Organized peer support with individuals diagnosed with mental illness builds upon naturally occurring encouragement. Maintenance of another’s wellbeing is oftentimes encouraged as a way to promote shared recovery experiences for anyone who has been diagnosed with mental illness, regardless of the diagnosis given ( as cited in Lloyd-Evans et al., 2014). This shared experiential experience is assumed to promote self-efficacy and hope and, likewise, to provide a socialization of coping strategies (Salzer & Shear, 2002).

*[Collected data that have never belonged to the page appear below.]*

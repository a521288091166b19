// SPDX-License-Identifier: Apache-2.0
// Copyright 2025 Ankit Kumar Pandey

//! hellodev CLI
//!
//! Loads the device into an in-memory registration host and drives client
//! sessions against its node.

use clap::{Parser, Subcommand};

mod commands;
mod error;

/// hellodev - shared-buffer character device
#[derive(Parser)]
#[command(name = "hellodev")]
#[command(author, version, about, long_about = None)]
pub struct Cli {
    /// Module parameter file (YAML)
    #[arg(short, long)]
    pub config: Option<String>,

    /// Instance id, overrides the file (`param=` module argument)
    #[arg(short, long)]
    pub param: Option<String>,

    /// Enable verbose logging
    #[arg(short, long)]
    pub verbose: bool,

    #[command(subcommand)]
    pub command: Commands,
}

#[derive(Subcommand)]
pub enum Commands {
    /// Register the device, print its status, and unregister it
    Load {
        /// Print the status as JSON
        #[arg(long)]
        json: bool,

        /// Make one registration step fail, to exercise rollback
        #[arg(long, value_enum)]
        fail: Option<commands::load::FailStep>,
    },

    /// Write text through one session and read it back through another
    Echo {
        /// Text to write
        text: String,
    },

    /// Run concurrent writers on disjoint ranges and verify the buffer
    Stress {
        /// Number of concurrent writer sessions
        #[arg(short, long, default_value_t = 8)]
        writers: usize,

        /// Bytes per write call
        #[arg(long, default_value_t = 64)]
        chunk: usize,
    },

    /// Validate a module parameter file
    Validate {
        /// Path to the parameter file
        file: String,
    },
}

#[tokio::main]
async fn main() -> Result<(), Box<dyn std::error::Error>> {
    let cli = Cli::parse();

    // Initialize logging
    let log_level = if cli.verbose { "debug" } else { "info" };
    tracing_subscriber::fmt().with_env_filter(log_level).init();

    let params = commands::resolve_params(cli.config.as_deref(), cli.param.as_deref())?;

    // Dispatch to command handlers
    match cli.command {
        Commands::Load { json, fail } => commands::load::execute(params, json, fail).await,
        Commands::Echo { text } => commands::echo::execute(params, &text).await,
        Commands::Stress { writers, chunk } => {
            commands::stress::execute(params, writers, chunk).await
        }
        Commands::Validate { file } => commands::validate::execute(&file).await,
    }
}
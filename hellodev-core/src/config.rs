// SPDX-License-Identifier: Apache-2.0
// Copyright 2025 Ankit Kumar Pandey

//! Module parameters.
//!
//! The device takes a single integer parameter, `param`, which selects the
//! instance (node suffix and minor number). It is read once at load time,
//! either from a YAML file or from insmod-style `key=value` arguments, and
//! is read-only afterwards. Invalid values stop the device from loading.

use std::path::Path;

use serde::Deserialize;

use crate::error::{DeviceError, DeviceResult, HardValidationError};
use crate::types::InstanceId;

/// Raw parameters as parsed from YAML (before validation).
#[derive(Debug, Default, Deserialize)]
#[serde(deny_unknown_fields)]
struct RawParams {
    #[serde(default)]
    param: i64,
}

/// Raw root configuration file.
#[derive(Debug, Default, Deserialize)]
#[serde(deny_unknown_fields)]
struct RawConfig {
    #[serde(default)]
    params: RawParams,
}

/// Validated module parameters.
#[derive(Debug, Clone, Copy, Default, PartialEq, Eq)]
pub struct ModuleParams {
    instance_id: InstanceId,
}

impl ModuleParams {
    pub fn new(instance_id: InstanceId) -> Self {
        Self { instance_id }
    }

    /// The `param` value.
    pub fn instance_id(&self) -> InstanceId {
        self.instance_id
    }
}

/// Configuration loader with strict validation.
pub struct ConfigLoader;

impl ConfigLoader {
    /// Load and validate parameters from a YAML file.
    pub fn load_file(path: impl AsRef<Path>) -> DeviceResult<ModuleParams> {
        let path = path.as_ref();

        if !path.exists() {
            return Err(DeviceError::ConfigNotFound {
                path: path.to_path_buf(),
            });
        }

        let content = std::fs::read_to_string(path).map_err(|e| DeviceError::Io {
            context: "reading config file",
            source: e,
        })?;

        Self::load_string(&content)
    }

    /// Load and validate parameters from a YAML string. An empty document
    /// yields the defaults.
    pub fn load_string(content: &str) -> DeviceResult<ModuleParams> {
        if content.trim().is_empty() {
            return Self::validate(RawConfig::default());
        }

        let raw: RawConfig = serde_yaml::from_str(content).map_err(|e| DeviceError::ConfigParse {
            message: format!("YAML parse error: {}", e),
        })?;

        Self::validate(raw)
    }

    /// Parse insmod-style arguments such as `["param=2"]`. Later arguments
    /// override earlier ones.
    pub fn parse_args<I, S>(args: I) -> DeviceResult<ModuleParams>
    where
        I: IntoIterator<Item = S>,
        S: AsRef<str>,
    {
        let mut raw = RawConfig::default();

        for arg in args {
            let arg = arg.as_ref().trim();
            if arg.is_empty() {
                continue;
            }

            let (key, value) =
                arg.split_once('=')
                    .ok_or_else(|| HardValidationError::MalformedArgument {
                        argument: arg.to_string(),
                    })?;

            match key.trim() {
                "param" => raw.params.param = parse_int(value.trim())?,
                other => {
                    return Err(HardValidationError::UnknownParameter {
                        name: other.to_string(),
                    }
                    .into())
                }
            }
        }

        Self::validate(raw)
    }

    fn validate(raw: RawConfig) -> DeviceResult<ModuleParams> {
        let instance_id = InstanceId::new(raw.params.param)?;
        Ok(ModuleParams { instance_id })
    }
}

/// Parse an integer the way the kernel parses `int` parameters: optional
/// sign, then decimal, `0x` hex or leading-zero octal.
fn parse_int(value: &str) -> Result<i64, HardValidationError> {
    let invalid = || HardValidationError::InvalidFieldValue {
        field: "param",
        value: value.to_string(),
        reason: "Not an integer".to_string(),
    };

    let (negative, digits) = match value.strip_prefix('-') {
        Some(rest) => (true, rest),
        None => (false, value.strip_prefix('+').unwrap_or(value)),
    };

    let (radix, body) = if let Some(hex) = digits
        .strip_prefix("0x")
        .or_else(|| digits.strip_prefix("0X"))
    {
        (16, hex)
    } else if digits.len() > 1 && digits.starts_with('0') {
        (8, &digits[1..])
    } else {
        (10, digits)
    };

    // One sign only; `from_str_radix` would accept a second one.
    if body.starts_with(['+', '-']) {
        return Err(invalid());
    }

    let magnitude = i64::from_str_radix(body, radix).map_err(|_| invalid())?;

    if negative {
        magnitude.checked_neg().ok_or_else(invalid)
    } else {
        Ok(magnitude)
    }
}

In a thematic analysis of interviews conducted with peer-related supporters, Salzer and Shear (2002) found individuals who delivered peer support services via the principle of the helper therapy model reported that facilitating another’s recovery was something they both liked and benefited from. Such gains were noted to include a sense of empowerment, increased self-awareness, and facilitation of their own recovery (Salzer & Shear, 2002).
Over time, provision of peer support services has become an increasingly common facet of mental health services, with twenty-seven states in the United States permitting reimbursement of peer-related assistance (Lloyd-Evans et al., 2014). However, the efficacy of these services (e.g., mutual support groups; unidirectional peer-support services, peer mental health service providers) as an addendum to standard care remains in question.
Lloyd et al. (2014) conducted a systematic review and meta-analysis of randomized controlled trials of these peer-provided services. The investigation consisted of evaluating the effects of peer-related interventions across eighteen trials, totaling 5,597 adult participants (Lloyd et al., 2014). Participants who were included in the investigation were diagnosed with schizophrenia spectrum or bipolar disorder, or were a mixed population of persons who utilized secondary mental health services (Lloyd et al., 2014). Interventions typically lasted from three weeks to two years (Lloyd et al., 2014). Interestingly, findings showed that there was little current evidence regarding the effectiveness of these services in improving outcomes in hospitalizations (Lloyd et al., 2014). However, similar to Salzer and Shear’s (2002) findings, there were some positive results for outcomes related to self-recovery, hope, and empowerment (Lloyd et al., 2014).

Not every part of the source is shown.